What does equilibrium look like for the book business?

Adam Davidson offers some interesting remarks.  My take is a little more radical.  I expect two or three major publishers, with stacked names (“Penguin Random House”), and they will be owned by Google, Apple, Amazon, and possibly Facebook, or their successors, which perhaps would make it “Apple Penguin Random House.”  Those companies have lots of cash, amazing marketing penetration, potential synergies with marketing content they own, and very strong desires to remain focal in the eyes of their customer base.  They could buy up a major publisher without running solvency risk.  For instance Amazon revenues are about twelve times those of a merged Penguin Random House and arguably that gap will grow.

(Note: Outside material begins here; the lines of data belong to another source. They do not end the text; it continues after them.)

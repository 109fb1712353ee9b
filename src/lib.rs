pub mod api;
pub mod auth;
pub mod config;
pub mod cursor;
pub mod discovery;
pub mod dispatch;
pub mod jobs;
pub mod ledger;
pub mod lookup;
pub mod models;
pub mod redirect;
pub mod reviews;
pub mod storage;
use axum::{
    extract::{rejection::QueryRejection, Path, Query, State},
    http::{
        header::{HeaderMap, HeaderValue, HOST, LOCATION, SET_COOKIE, USER_AGENT},
        StatusCode,
    },
    response::{IntoResponse, Response},
    Json,
};
use serde::{Deserialize, Serialize};
use std::sync::Arc;
use tracing::{debug, warn};

use crate::config::RedirectConfig;
use crate::dispatch::{BackgroundDispatcher, BackgroundTask};
use crate::models::{generate_id, unix_now, LinkClickEvent};
use crate::storage::Storage;

pub const REFERRAL_COOKIE: &str = "referralCode";
/// 30 days
pub const REFERRAL_COOKIE_MAX_AGE: u64 = 2_592_000;

pub struct RedirectState {
    pub storage: Arc<dyn Storage>,
    pub dispatcher: Arc<BackgroundDispatcher>,
    pub config: RedirectConfig,
}

#[derive(Debug, Deserialize)]
pub struct TrackQuery {
    #[serde(rename = "ref")]
    pub ref_id: Option<String>,
    pub url: Option<String>,
}

/// 307 to `location`, or to `/` if it cannot be sent as a header
fn temporary_redirect(location: &str) -> Response {
    let value = HeaderValue::from_str(location).unwrap_or_else(|_| HeaderValue::from_static("/"));
    (StatusCode::TEMPORARY_REDIRECT, [(LOCATION, value)]).into_response()
}

fn redirect_to_root() -> Response {
    temporary_redirect("/")
}

/// `Set-Cookie` value attributing the visitor to `partner_id`.
/// Skipped when the id is not a valid cookie value.
pub fn referral_cookie(partner_id: &str) -> Option<HeaderValue> {
    let valid = !partner_id.is_empty()
        && partner_id.bytes().all(|b| {
            b.is_ascii_graphic() && !matches!(b, b'"' | b',' | b';' | b'\\')
        });
    if !valid {
        return None;
    }

    HeaderValue::from_str(&format!(
        "{REFERRAL_COOKIE}={partner_id}; Path=/; Max-Age={REFERRAL_COOKIE_MAX_AGE}; SameSite=Lax"
    ))
    .ok()
}

fn with_referral_cookie(mut response: Response, partner_id: Option<&str>) -> Response {
    if let Some(cookie) = partner_id.and_then(referral_cookie) {
        response.headers_mut().append(SET_COOKIE, cookie);
    }
    response
}

/// Scheme and host of the current request, preferring the configured public URL
pub fn request_origin(headers: &HeaderMap, config: &RedirectConfig) -> Option<String> {
    if let Some(ref base) = config.public_base_url {
        return Some(base.clone());
    }

    let host = headers.get(HOST)?.to_str().ok()?.trim();
    if host.is_empty() {
        return None;
    }
    let proto = headers
        .get("x-forwarded-proto")
        .and_then(|v| v.to_str().ok())
        .and_then(|v| v.split(',').next())
        .map(str::trim)
        .filter(|p| *p == "http" || *p == "https")
        .unwrap_or("http");

    Some(format!("{proto}://{host}"))
}

fn is_site_relative(path: &str) -> bool {
    path.starts_with('/') && !path.starts_with("//") && !path.starts_with("/\\")
}

/// Turn a stored destination into a redirect target.
///
/// Absolute http(s) URLs pass through, site-relative paths are expanded
/// against `origin`. Anything else is treated as malformed.
pub fn resolve_destination(raw: Option<&str>, origin: Option<&str>) -> Option<String> {
    let raw = raw?.trim();
    if raw.is_empty() || raw.chars().any(|c| c.is_whitespace() || c.is_control()) {
        return None;
    }

    let lower = raw.to_ascii_lowercase();
    let resolved = if let Some(rest) = lower
        .strip_prefix("https://")
        .or_else(|| lower.strip_prefix("http://"))
    {
        let host = rest.split(['/', '?', '#']).next().unwrap_or("");
        if host.is_empty() {
            return None;
        }
        raw.to_string()
    } else if is_site_relative(raw) {
        match origin {
            Some(origin) => format!("{}{}", origin.trim_end_matches('/'), raw),
            None => raw.to_string(),
        }
    } else {
        return None;
    };

    HeaderValue::from_str(&resolved).ok()?;
    Some(resolved)
}

fn encode_query_value(value: &str) -> String {
    let mut out = String::with_capacity(value.len());
    for b in value.bytes() {
        if b.is_ascii_alphanumeric() || matches!(b, b'-' | b'_' | b'.' | b'~') {
            out.push(b as char);
        } else {
            out.push_str(&format!("%{b:02X}"));
        }
    }
    out
}

/// Add `ref=<ref_id>` to the query string unless a `ref` parameter is already there
pub fn append_ref_param(url: &str, ref_id: &str) -> String {
    let (base, fragment) = match url.split_once('#') {
        Some((base, fragment)) => (base, Some(fragment)),
        None => (url, None),
    };

    let has_ref = base
        .split_once('?')
        .map(|(_, query)| {
            query
                .split('&')
                .any(|pair| pair == "ref" || pair.starts_with("ref="))
        })
        .unwrap_or(false);

    if has_ref {
        return url.to_string();
    }

    let separator = if !base.contains('?') {
        "?"
    } else if base.ends_with('?') || base.ends_with('&') {
        ""
    } else {
        "&"
    };
    let mut out = format!("{base}{separator}ref={}", encode_query_value(ref_id));
    if let Some(fragment) = fragment {
        out.push('#');
        out.push_str(fragment);
    }
    out
}

fn user_agent(headers: &HeaderMap) -> Option<String> {
    headers
        .get(USER_AGENT)
        .and_then(|v| v.to_str().ok())
        .map(str::to_string)
}

/// `/l` and `/l/` with no code
pub async fn missing_link_id() -> Response {
    (StatusCode::BAD_REQUEST, "Missing link id").into_response()
}

/// Resolve a shortlink and redirect to its destination
pub async fn resolve_shortlink(
    State(state): State<Arc<RedirectState>>,
    Path(link_id): Path<String>,
    headers: HeaderMap,
) -> Response {
    let link_id = link_id.trim();
    if link_id.is_empty() {
        return missing_link_id().await;
    }

    let link = match state.storage.get_shortlink(link_id).await {
        Ok(Some(link)) => link,
        Ok(None) => {
            debug!(short_code = %link_id, "shortlink not found");
            return temporary_redirect(&state.config.not_found_path);
        }
        Err(e) => {
            warn!(short_code = %link_id, error = %e, "shortlink lookup failed, redirecting to root");
            return redirect_to_root();
        }
    };

    let origin = request_origin(&headers, &state.config);
    let Some(destination) = resolve_destination(link.destination_url.as_deref(), origin.as_deref())
    else {
        warn!(short_code = %link_id, "shortlink has no usable destination, redirecting to root");
        return redirect_to_root();
    };

    state.dispatcher.dispatch(BackgroundTask::RecordClick(LinkClickEvent {
        id: generate_id(20),
        partner_id: link.partner_id.clone(),
        target_url: destination.clone(),
        shortlink_id: Some(link.id.clone()),
        campaign: link.campaign.clone(),
        timestamp: unix_now(),
        user_agent: user_agent(&headers),
    }));

    with_referral_cookie(temporary_redirect(&destination), link.partner_id.as_deref())
}

/// Legacy direct-tracking links: `/track?ref=<partner>&url=<path>`
pub async fn track(
    State(state): State<Arc<RedirectState>>,
    query: Result<Query<TrackQuery>, QueryRejection>,
    headers: HeaderMap,
) -> Response {
    let Ok(Query(query)) = query else {
        return redirect_to_root();
    };

    let ref_id = query.ref_id.as_deref().map(str::trim).filter(|r| !r.is_empty());
    let url = query.url.as_deref().map(str::trim).filter(|u| !u.is_empty());
    let (Some(ref_id), Some(url)) = (ref_id, url) else {
        return redirect_to_root();
    };

    if !is_site_relative(url) {
        warn!(ref_id, url, "tracking link with non-relative destination, redirecting to root");
        return redirect_to_root();
    }

    let target = append_ref_param(url, ref_id);
    let origin = request_origin(&headers, &state.config);
    let Some(destination) = resolve_destination(Some(&target), origin.as_deref()) else {
        return redirect_to_root();
    };

    state.dispatcher.dispatch(BackgroundTask::RecordClick(LinkClickEvent {
        id: generate_id(20),
        partner_id: Some(ref_id.to_string()),
        target_url: destination.clone(),
        shortlink_id: None,
        campaign: None,
        timestamp: unix_now(),
        user_agent: user_agent(&headers),
    }));

    with_referral_cookie(temporary_redirect(&destination), Some(ref_id))
}

/// Health check endpoint
pub async fn health_check() -> impl IntoResponse {
    #[derive(Serialize)]
    struct HealthResponse {
        status: String,
    }

    Json(HealthResponse {
        status: "OK".to_string(),
    })
}

#[cfg(test)]
mod tests {
    use super::*;

    #[test]
    fn test_resolve_destination() {
        let origin = Some("https://shop.example");

        assert_eq!(
            resolve_destination(Some("https://partner.example/x?y=1"), origin).as_deref(),
            Some("https://partner.example/x?y=1")
        );
        assert_eq!(
            resolve_destination(Some("/products/lamp"), origin).as_deref(),
            Some("https://shop.example/products/lamp")
        );
        assert_eq!(
            resolve_destination(Some("/products/lamp"), None).as_deref(),
            Some("/products/lamp")
        );

        assert_eq!(resolve_destination(None, origin), None);
        assert_eq!(resolve_destination(Some("   "), origin), None);
        assert_eq!(resolve_destination(Some("https://"), origin), None);
        assert_eq!(resolve_destination(Some("javascript:alert(1)"), origin), None);
        assert_eq!(resolve_destination(Some("//evil.example"), origin), None);
        assert_eq!(resolve_destination(Some("/\\evil.example"), origin), None);
        assert_eq!(resolve_destination(Some("/a b"), origin), None);
    }

    #[test]
    fn test_append_ref_param() {
        assert_eq!(append_ref_param("/shop", "p1"), "/shop?ref=p1");
        assert_eq!(append_ref_param("/shop?a=1", "p1"), "/shop?a=1&ref=p1");
        assert_eq!(append_ref_param("/shop?", "p1"), "/shop?ref=p1");
        assert_eq!(append_ref_param("/shop#top", "p1"), "/shop?ref=p1#top");
        assert_eq!(append_ref_param("/shop?ref=other", "p1"), "/shop?ref=other");
        assert_eq!(append_ref_param("/shop?preference=x", "p1"), "/shop?preference=x&ref=p1");
        assert_eq!(append_ref_param("/shop", "a b&c"), "/shop?ref=a%20b%26c");
    }

    #[test]
    fn test_referral_cookie() {
        let cookie = referral_cookie("partner-42").unwrap();
        assert_eq!(
            cookie.to_str().unwrap(),
            "referralCode=partner-42; Path=/; Max-Age=2592000; SameSite=Lax"
        );
        assert!(!cookie.to_str().unwrap().contains("HttpOnly"));

        assert!(referral_cookie("").is_none());
        assert!(referral_cookie("a;b").is_none());
        assert!(referral_cookie("a b").is_none());
    }

    #[test]
    fn test_request_origin() {
        let mut headers = HeaderMap::new();
        headers.insert(HOST, HeaderValue::from_static("shop.example"));
        assert_eq!(
            request_origin(&headers, &RedirectConfig::default()).as_deref(),
            Some("http://shop.example")
        );

        headers.insert("x-forwarded-proto", HeaderValue::from_static("https"));
        assert_eq!(
            request_origin(&headers, &RedirectConfig::default()).as_deref(),
            Some("https://shop.example")
        );

        let config = RedirectConfig {
            public_base_url: Some("https://tradinta.example".to_string()),
            ..Default::default()
        };
        assert_eq!(
            request_origin(&headers, &config).as_deref(),
            Some("https://tradinta.example")
        );

        assert_eq!(request_origin(&HeaderMap::new(), &RedirectConfig::default()), None);
    }
}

There is no hurry, as the tech companies are waiting to buy the content companies, including the booksellers, on the cheap.  Furthermore, the acquirers don’t see it as their mission to make the previous business models of those content companies work.  They will wait.

Did I mention that the tech companies will own some on-line education too?  EduTexts embedded in iPads will be a bigger deal than it is today, and other forms of on-line or App-based content will be given away for free, or cheaply, to sell texts and learning materials through electronic delivery.

Much of the book market will be a loss leader to support the focality of massively profitable web portals and EduTexts and related offerings.

There is this funny thing called antitrust law, but I think these companies are popular enough, and associated closely enough with cool products — and sometimes cheap products — to get away with this.